#### REQUIRED ACTION:
Return each line of the records holding the string "Some".

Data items
■ ■ ■ ■ ■ ■ ■
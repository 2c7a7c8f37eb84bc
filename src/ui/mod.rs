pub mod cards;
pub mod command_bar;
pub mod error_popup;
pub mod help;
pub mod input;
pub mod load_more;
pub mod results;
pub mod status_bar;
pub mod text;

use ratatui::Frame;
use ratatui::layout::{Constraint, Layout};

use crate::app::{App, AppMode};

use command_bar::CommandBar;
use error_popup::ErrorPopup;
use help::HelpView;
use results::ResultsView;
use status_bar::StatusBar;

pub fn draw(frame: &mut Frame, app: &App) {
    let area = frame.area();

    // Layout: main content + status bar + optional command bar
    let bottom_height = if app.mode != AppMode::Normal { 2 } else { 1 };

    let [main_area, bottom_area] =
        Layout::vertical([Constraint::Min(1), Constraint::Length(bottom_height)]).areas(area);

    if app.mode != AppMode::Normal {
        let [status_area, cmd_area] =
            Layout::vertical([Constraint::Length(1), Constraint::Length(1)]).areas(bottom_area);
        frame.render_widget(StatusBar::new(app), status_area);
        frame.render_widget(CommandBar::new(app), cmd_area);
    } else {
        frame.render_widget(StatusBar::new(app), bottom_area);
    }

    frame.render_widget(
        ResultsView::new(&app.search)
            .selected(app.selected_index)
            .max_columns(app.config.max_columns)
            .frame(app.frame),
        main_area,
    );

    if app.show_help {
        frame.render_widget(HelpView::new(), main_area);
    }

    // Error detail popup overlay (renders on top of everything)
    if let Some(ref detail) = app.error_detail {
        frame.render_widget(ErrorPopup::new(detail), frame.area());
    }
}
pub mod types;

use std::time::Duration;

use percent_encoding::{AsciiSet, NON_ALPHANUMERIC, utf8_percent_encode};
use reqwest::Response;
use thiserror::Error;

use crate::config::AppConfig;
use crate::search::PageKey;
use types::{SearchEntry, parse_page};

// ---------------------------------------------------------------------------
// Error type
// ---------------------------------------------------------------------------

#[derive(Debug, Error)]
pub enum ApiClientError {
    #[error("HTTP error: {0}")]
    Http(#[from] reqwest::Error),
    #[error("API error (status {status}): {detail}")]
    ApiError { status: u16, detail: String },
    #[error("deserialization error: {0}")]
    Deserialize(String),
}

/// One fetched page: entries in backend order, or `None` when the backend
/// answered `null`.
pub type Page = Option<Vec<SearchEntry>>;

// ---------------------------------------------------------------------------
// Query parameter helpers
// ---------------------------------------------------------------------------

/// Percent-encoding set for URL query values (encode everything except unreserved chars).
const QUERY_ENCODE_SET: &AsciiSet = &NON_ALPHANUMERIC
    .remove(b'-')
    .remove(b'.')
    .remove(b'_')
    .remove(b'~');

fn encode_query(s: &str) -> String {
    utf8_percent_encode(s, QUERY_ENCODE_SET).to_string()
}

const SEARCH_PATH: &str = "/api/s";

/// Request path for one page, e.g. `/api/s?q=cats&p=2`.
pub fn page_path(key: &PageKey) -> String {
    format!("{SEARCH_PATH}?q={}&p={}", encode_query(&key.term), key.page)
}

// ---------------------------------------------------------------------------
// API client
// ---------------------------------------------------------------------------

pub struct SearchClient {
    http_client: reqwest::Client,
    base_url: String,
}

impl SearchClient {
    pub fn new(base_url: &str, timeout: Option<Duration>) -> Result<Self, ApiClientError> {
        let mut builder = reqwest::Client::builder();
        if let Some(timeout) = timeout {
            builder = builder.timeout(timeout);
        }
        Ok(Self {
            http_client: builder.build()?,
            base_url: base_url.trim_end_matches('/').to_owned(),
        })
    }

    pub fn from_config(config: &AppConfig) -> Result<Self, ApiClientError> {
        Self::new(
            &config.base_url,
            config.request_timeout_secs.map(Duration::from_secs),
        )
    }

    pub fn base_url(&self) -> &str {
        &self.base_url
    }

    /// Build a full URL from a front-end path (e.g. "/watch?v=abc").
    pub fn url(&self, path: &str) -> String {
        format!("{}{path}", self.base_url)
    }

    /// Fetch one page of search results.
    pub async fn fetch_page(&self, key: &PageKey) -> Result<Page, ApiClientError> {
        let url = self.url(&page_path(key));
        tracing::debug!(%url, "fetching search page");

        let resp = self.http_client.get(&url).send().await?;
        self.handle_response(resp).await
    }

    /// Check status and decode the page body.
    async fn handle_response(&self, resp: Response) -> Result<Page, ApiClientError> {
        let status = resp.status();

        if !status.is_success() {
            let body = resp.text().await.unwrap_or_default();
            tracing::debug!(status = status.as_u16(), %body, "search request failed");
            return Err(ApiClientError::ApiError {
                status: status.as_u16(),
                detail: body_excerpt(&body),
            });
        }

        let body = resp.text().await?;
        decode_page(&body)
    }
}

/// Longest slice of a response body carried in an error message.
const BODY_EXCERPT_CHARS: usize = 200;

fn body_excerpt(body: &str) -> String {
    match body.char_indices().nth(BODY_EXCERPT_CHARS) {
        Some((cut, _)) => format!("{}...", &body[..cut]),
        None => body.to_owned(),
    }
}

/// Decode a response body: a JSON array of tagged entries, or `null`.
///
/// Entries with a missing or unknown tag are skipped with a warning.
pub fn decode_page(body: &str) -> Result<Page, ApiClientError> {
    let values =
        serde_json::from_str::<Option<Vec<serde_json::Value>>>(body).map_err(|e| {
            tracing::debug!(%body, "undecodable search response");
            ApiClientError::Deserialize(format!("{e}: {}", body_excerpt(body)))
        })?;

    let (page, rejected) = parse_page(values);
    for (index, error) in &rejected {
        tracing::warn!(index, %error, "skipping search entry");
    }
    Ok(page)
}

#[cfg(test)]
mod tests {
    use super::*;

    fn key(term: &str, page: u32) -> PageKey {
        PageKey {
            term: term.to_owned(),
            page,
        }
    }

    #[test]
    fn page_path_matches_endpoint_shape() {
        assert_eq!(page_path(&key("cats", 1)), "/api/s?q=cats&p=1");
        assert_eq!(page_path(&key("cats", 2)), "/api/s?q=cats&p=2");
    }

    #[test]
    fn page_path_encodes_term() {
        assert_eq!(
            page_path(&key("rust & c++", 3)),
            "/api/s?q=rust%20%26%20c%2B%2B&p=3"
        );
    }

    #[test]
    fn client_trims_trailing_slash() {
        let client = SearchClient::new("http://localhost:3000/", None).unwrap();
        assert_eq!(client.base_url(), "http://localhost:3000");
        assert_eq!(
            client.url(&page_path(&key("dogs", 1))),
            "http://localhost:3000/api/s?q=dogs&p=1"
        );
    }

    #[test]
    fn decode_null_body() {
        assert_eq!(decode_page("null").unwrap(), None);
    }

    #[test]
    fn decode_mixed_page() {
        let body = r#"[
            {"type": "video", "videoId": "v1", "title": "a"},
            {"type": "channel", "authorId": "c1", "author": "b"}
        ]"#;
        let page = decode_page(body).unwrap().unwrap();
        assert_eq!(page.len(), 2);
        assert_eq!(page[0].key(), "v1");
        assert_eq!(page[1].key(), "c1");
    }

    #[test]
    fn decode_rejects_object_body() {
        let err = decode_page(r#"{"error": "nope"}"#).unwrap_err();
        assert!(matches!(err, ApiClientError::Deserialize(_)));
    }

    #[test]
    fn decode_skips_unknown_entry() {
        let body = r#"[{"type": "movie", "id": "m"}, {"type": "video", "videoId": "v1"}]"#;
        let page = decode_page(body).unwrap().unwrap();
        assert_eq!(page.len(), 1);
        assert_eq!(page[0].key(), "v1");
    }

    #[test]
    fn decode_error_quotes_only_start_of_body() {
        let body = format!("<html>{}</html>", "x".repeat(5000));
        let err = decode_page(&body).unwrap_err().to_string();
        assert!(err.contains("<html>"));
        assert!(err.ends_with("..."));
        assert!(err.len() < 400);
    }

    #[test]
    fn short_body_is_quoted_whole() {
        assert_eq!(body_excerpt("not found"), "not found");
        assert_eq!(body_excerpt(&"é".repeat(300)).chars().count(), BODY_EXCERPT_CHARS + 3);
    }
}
■ ■ ■ ■ ■ ■ ■
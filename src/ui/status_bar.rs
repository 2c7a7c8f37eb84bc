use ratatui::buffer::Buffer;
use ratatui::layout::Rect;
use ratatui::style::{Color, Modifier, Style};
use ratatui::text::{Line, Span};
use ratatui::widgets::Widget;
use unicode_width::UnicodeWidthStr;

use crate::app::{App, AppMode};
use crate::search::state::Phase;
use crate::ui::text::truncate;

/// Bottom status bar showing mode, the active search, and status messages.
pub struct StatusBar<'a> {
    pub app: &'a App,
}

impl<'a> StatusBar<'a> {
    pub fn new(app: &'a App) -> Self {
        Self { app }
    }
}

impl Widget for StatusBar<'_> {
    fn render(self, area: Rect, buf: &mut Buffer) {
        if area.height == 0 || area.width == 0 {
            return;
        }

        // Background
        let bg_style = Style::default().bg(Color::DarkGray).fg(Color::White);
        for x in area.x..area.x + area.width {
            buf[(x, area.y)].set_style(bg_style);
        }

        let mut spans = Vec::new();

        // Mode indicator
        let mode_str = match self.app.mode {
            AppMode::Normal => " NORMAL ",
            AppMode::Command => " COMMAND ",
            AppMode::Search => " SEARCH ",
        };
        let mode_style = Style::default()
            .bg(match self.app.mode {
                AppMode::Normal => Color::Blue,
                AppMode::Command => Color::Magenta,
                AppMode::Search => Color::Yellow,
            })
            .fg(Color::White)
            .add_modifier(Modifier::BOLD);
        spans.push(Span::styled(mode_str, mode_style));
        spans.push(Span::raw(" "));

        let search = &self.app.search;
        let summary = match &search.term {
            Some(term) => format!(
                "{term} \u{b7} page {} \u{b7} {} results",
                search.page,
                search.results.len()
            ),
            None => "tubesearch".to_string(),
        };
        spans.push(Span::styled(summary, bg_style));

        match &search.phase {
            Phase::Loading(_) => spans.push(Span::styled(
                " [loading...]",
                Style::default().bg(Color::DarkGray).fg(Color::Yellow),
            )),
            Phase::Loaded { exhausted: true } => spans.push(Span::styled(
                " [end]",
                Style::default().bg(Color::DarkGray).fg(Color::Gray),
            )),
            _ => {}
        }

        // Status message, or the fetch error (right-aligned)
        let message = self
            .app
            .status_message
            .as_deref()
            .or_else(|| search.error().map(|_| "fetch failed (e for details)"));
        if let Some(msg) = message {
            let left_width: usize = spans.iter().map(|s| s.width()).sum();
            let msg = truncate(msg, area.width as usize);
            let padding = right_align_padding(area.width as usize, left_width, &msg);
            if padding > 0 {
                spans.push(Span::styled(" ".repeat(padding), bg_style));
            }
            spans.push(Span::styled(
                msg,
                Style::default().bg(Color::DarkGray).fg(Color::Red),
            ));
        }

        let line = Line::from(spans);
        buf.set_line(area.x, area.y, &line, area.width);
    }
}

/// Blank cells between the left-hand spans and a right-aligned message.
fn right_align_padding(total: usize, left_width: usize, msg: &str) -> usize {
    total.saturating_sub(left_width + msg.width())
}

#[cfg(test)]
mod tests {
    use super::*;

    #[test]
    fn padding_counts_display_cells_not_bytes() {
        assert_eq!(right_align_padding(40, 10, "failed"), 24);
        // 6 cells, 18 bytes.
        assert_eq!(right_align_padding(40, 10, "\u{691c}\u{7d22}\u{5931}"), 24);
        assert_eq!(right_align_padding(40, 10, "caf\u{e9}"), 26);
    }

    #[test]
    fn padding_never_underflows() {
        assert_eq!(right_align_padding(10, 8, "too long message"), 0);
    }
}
■ ■ ■ ■ ■ ■ ■
#### RESPONSE TO THIS TASK:
    if let Some(ref detail) = app.error_detail {
        if let Some(timeout) = timeout {
        Some((cut, _)) => format!("{}...", &body[..cut]),
            Some(term) => format!(
        if let Some(msg) = message {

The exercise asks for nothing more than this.